▶ **Work task**:
From the first line to the last, transcribe the material exactly.

>>>>

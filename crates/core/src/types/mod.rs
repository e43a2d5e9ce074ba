//! Core types for ProudShop.
//!
//! This module provides type-safe wrappers for common domain concepts.

pub mod email;
pub mod id;
pub mod setting_keys;
pub mod status;

pub use email::{Email, EmailError, mask_local_part};
pub use id::*;
pub use setting_keys::{SettingCategory, infer_category};
pub use status::*;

<<<<

▶ **Written answer**:
filename crates/core/src/types/mod.rs
repository e43a2d5e9ce074ba
//! Core types for ProudShop.
//!
//! This module provides type-safe wrappers for common domain concepts.

pub mod email;
pub mod id;
pub mod setting_keys;
pub mod status;

pub use email::{Email, EmailError, mask_local_part};
pub use id::*;
pub use setting_keys::{SettingCategory, infer_category};
pub use status::*;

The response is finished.